G = Gravitational constant (6.67430 × 10⁻¹¹ m³ kg⁻¹ s⁻²)
M = Mass of the lensing object (in kilograms)
c = Speed of light (299792458 m/s)
b = Impact parameter (the closest approach distance of the light ray to the mass, in meters)

Computational Task Description

Compute the deflection angle over a grid of:

Mass values: From 1 to 1000 solar masses (10³⁰ to 10³³ kg)
Impact parameters: From 10⁹ to 10¹² meters

Generate a 2D array where each entry corresponds to the deflection angle for a specific pair of mass and impact parameter. Now we will look at how we will implement this for the different resources available on the HPC.

Sequential Job Optimization

Sequential jobs run on a single CPU core and are suitable for tasks that cannot be parallelized. Before that let us again remind ourselves of the structure of a slurm script

Structure of a Slurm Script for a Sequential Job

#!/bin/bash
#SBATCH -J jobname                    # Job name for identification
#SBATCH -o outfile.%J                 # Standard output file (%J = job ID)
#SBATCH -e errorfile.%J               # Standard error file (%J = job ID)
#SBATCH --partition=computes_thin     # Use serial queue for single-core jobs
#SBATCH --nodes=1                     # Serial jobs only require 1 node
#SBATCH --ntasks=1                    # Serial jobs will also require only 1 core
./[programme executable name]         # Execute your program

Example: Gravitational Deflection Angle Sequential CPU

# File Name - example_serial.py
# This script computes the gravitational deflection angle of light around a massive object
# using a nested loop (sequential CPU calculation). It explores a parameter grid of masses
# and impact parameters, saves the computed results to disk, and generates a color plot
# of the deflection angles on a logarithmic scale.
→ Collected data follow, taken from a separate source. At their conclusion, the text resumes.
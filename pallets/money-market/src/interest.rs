// Copyright 2021 Parallel Finance Developer.
// This file is part of Parallel Finance.

// Licensed under the Apache License, Version 2.0 (the "License");
// you may not use this file except in compliance with the License.
// You may obtain a copy of the License at
// http://www.apache.org/licenses/LICENSE-2.0

// Unless required by applicable law or agreed to in writing, software
// distributed under the License is distributed on an "AS IS" BASIS,
// WITHOUT WARRANTIES OR CONDITIONS OF ANY KIND, either express or implied.
// See the License for the specific language governing permissions and
// limitations under the License.

use sp_core::U256;
use sp_runtime::DispatchResult;

use crate::*;

impl<T: Config> Pallet<T> {
    /// Accrue interest of a market from the last accrual block up to the current block.
    ///
    /// Running it twice in the same block is a no-op.
    ///
    /// simpleInterestFactor = borrowRate * blockDelta
    /// interestAccumulated = simpleInterestFactor * totalBorrows
    /// totalBorrows = interestAccumulated + totalBorrows
    /// totalReserves = interestAccumulated * reserveFactor + totalReserves
    /// borrowIndex = simpleInterestFactor * borrowIndex + borrowIndex
    pub fn accrue_interest(asset_id: CurrencyId) -> DispatchResult {
        let market = Self::market(asset_id)
            .map_err(|kind| Error::<T>::Failure(kind, FailureInfo::AccrueInterest))?;
        let current_block = <frame_system::Pallet<T>>::block_number();
        let accrual_block_prior = Self::accrual_block_number(asset_id);
        if accrual_block_prior == current_block {
            return Ok(());
        }

        let cash_prior = Self::get_cash(asset_id);
        let borrows_prior = Self::total_borrows(asset_id);
        let reserves_prior = Self::total_reserves(asset_id);
        let borrow_index_prior = Self::borrow_index(asset_id);

        let util = Self::calc_utilization_ratio(cash_prior, borrows_prior, reserves_prior)?;
        let borrow_rate = market
            .rate_model
            .get_borrow_rate_per_block(util)
            .ok_or(Error::<T>::InterestRateModelError)?;
        ensure!(
            borrow_rate <= MAX_BORROW_RATE_PER_BLOCK,
            Error::<T>::BorrowRateTooHigh
        );
        let supply_rate =
            InterestRateModel::get_supply_rate(borrow_rate, util, market.reserve_factor);

        let block_delta: u128 = current_block
            .saturating_sub(accrual_block_prior)
            .saturated_into();
        let simple_interest_factor = borrow_rate
            .checked_mul(&Rate::saturating_from_integer(block_delta))
            .ok_or(Error::<T>::CalcSimpleInterestFactorFailed)?;
        let interest_accumulated = simple_interest_factor
            .checked_mul_int(borrows_prior)
            .ok_or(Error::<T>::CalcInterestAccumulatedFailed)?;
        let total_borrows_new = interest_accumulated
            .checked_add(borrows_prior)
            .ok_or(Error::<T>::CalcTotalBorrowsFailed)?;
        let total_reserves_new = market
            .reserve_factor
            .mul_floor(interest_accumulated)
            .checked_add(reserves_prior)
            .ok_or(Error::<T>::CalcTotalReservesFailed)?;
        let borrow_index_new = simple_interest_factor
            .checked_mul(&borrow_index_prior)
            .and_then(|r| r.checked_add(&borrow_index_prior))
            .ok_or(Error::<T>::CalcBorrowIndexFailed)?;

        log::trace!(
            target: "money_market::accrue_interest",
            "asset_id: {:?}, block_delta: {:?}, borrow_rate: {:?}, interest_accumulated: {:?}, \
            borrow_index: {:?}",
            asset_id,
            block_delta,
            borrow_rate,
            interest_accumulated,
            borrow_index_new,
        );

        AccrualBlockNumber::<T>::insert(asset_id, current_block);
        TotalBorrows::<T>::insert(asset_id, total_borrows_new);
        TotalReserves::<T>::insert(asset_id, total_reserves_new);
        BorrowIndex::<T>::insert(asset_id, borrow_index_new);
        UtilizationRatio::<T>::insert(asset_id, util);
        BorrowRate::<T>::insert(asset_id, borrow_rate);
        SupplyRate::<T>::insert(asset_id, supply_rate);

        Self::deposit_event(Event::<T>::InterestAccrued {
            asset_id,
            cash_prior,
            interest_accumulated,
            borrow_index: borrow_index_new,
            total_borrows: total_borrows_new,
        });

        Ok(())
    }

    /// Fails unless interest of the market was accrued in the current block.
    pub(crate) fn ensure_fresh(asset_id: CurrencyId) -> DispatchResult {
        ensure!(
            Self::accrual_block_number(asset_id) == <frame_system::Pallet<T>>::block_number(),
            Error::<T>::MarketNotFresh
        );
        Ok(())
    }

    /// Calculate the borrowing utilization ratio of the specified market
    ///
    /// utilizationRatio = totalBorrows / (totalCash + totalBorrows − totalReserves)
    pub(crate) fn calc_utilization_ratio(
        cash: Balance,
        borrows: Balance,
        reserves: Balance,
    ) -> Result<Ratio, DispatchError> {
        // utilization ratio is 0 when there are no borrows
        if borrows.is_zero() {
            return Ok(Ratio::zero());
        }
        let total = cash
            .checked_add(borrows)
            .and_then(|r| r.checked_sub(reserves))
            .ok_or(Error::<T>::CalcUtilizationFailed)?;

        Ok(Ratio::from_rational(borrows, total))
    }

    /// Exchange rate between claim tokens and the underlying, as of the last accrual.
    ///
    /// exchangeRate = (totalCash + totalBorrows - totalReserves) / totalSupply
    pub fn exchange_rate_stored(asset_id: CurrencyId) -> Result<Rate, DispatchError> {
        let total_supply = Self::total_supply(asset_id);
        if total_supply.is_zero() {
            return Ok(Self::market(asset_id)
                .map_err(|kind| Error::<T>::Failure(kind, FailureInfo::AccrueInterest))?
                .initial_exchange_rate);
        }

        let cash_plus_borrows_minus_reserves = Self::get_cash(asset_id)
            .checked_add(Self::total_borrows(asset_id))
            .and_then(|r| r.checked_sub(Self::total_reserves(asset_id)))
            .ok_or(ArithmeticError::Underflow)?;

        Ok(
            Rate::checked_from_rational(cash_plus_borrows_minus_reserves, total_supply)
                .ok_or(ArithmeticError::Overflow)?,
        )
    }

    /// Accrues interest and returns the up to date exchange rate.
    pub fn exchange_rate_current(asset_id: CurrencyId) -> Result<Rate, DispatchError> {
        Self::accrue_interest(asset_id)?;
        Self::exchange_rate_stored(asset_id)
    }

    /// Borrow balance of `who` as of the last accrual of the market.
    ///
    /// recentBorrowBalance = principal * borrowIndex / interestIndex
    pub fn borrow_balance_stored(
        who: &T::AccountId,
        asset_id: CurrencyId,
    ) -> Result<Balance, DispatchError> {
        let snapshot = Self::account_borrows(asset_id, who);
        if snapshot.principal.is_zero() {
            return Ok(Zero::zero());
        }
        if snapshot.interest_index.is_zero() {
            return Err(ArithmeticError::DivisionByZero.into());
        }

        Self::mul_div(
            snapshot.principal,
            Self::borrow_index(asset_id).into_inner(),
            snapshot.interest_index.into_inner(),
        )
    }

    pub fn borrow_balance_current(
        who: &T::AccountId,
        asset_id: CurrencyId,
    ) -> Result<Balance, DispatchError> {
        Self::accrue_interest(asset_id)?;
        Self::borrow_balance_stored(who, asset_id)
    }

    pub fn total_borrows_current(asset_id: CurrencyId) -> Result<Balance, DispatchError> {
        Self::accrue_interest(asset_id)?;
        Ok(Self::total_borrows(asset_id))
    }

    /// Underlying owned by `who` in the market, accruing interest first.
    pub fn balance_of_underlying(
        who: &T::AccountId,
        asset_id: CurrencyId,
    ) -> Result<Balance, DispatchError> {
        let exchange_rate = Self::exchange_rate_current(asset_id)?;
        Self::calc_underlying_amount(Self::account_tokens(asset_id, who), exchange_rate)
    }

    pub(crate) fn calc_underlying_amount(
        tokens: Balance,
        exchange_rate: Rate,
    ) -> Result<Balance, DispatchError> {
        Ok(exchange_rate
            .checked_mul_int(tokens)
            .ok_or(ArithmeticError::Overflow)?)
    }

    pub(crate) fn calc_tokens_amount(
        underlying: Balance,
        exchange_rate: Rate,
    ) -> Result<Balance, DispatchError> {
        Self::mul_div(underlying, Rate::DIV, exchange_rate.into_inner())
    }

    /// `a * b / c` without intermediate overflow.
    pub(crate) fn mul_div(a: u128, b: u128, c: u128) -> Result<u128, DispatchError> {
        if c.is_zero() {
            return Err(ArithmeticError::DivisionByZero.into());
        }
        let result = U256::from(a)
            .checked_mul(U256::from(b))
            .and_then(|r| r.checked_div(U256::from(c)))
            .ok_or(ArithmeticError::Overflow)?;

        u128::try_from(result).map_err(|_| ArithmeticError::Overflow.into())
    }
}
# Import NumPy for numerical array operations, time for measuring execution time, os for appending paths, and matplotlib for plotting the results
import numpy as np
import time
import matplotlib.pyplot as plt
import os
import matplotlib.colors as colors

# Constants
G = 6.67430e-11
c = 299792458
M_sun = 1.98847e30

# Parameter grid
mass_grid = np.linspace(1, 1000, 10000)  # Solar masses
impact_grid = np.linspace(1e9, 1e12, 10000)  # meters

result = np.zeros((len(mass_grid), len(impact_grid)))

# Timing
start = time.time()

# Sequential computation
for i, M in enumerate(mass_grid):
    for j, b in enumerate(impact_grid):
        result[i, j] = (4 * G * M * M_sun) / (c**2 * b)

end = time.time()

print(f"CPU Sequential time: {end - start:.3f} seconds")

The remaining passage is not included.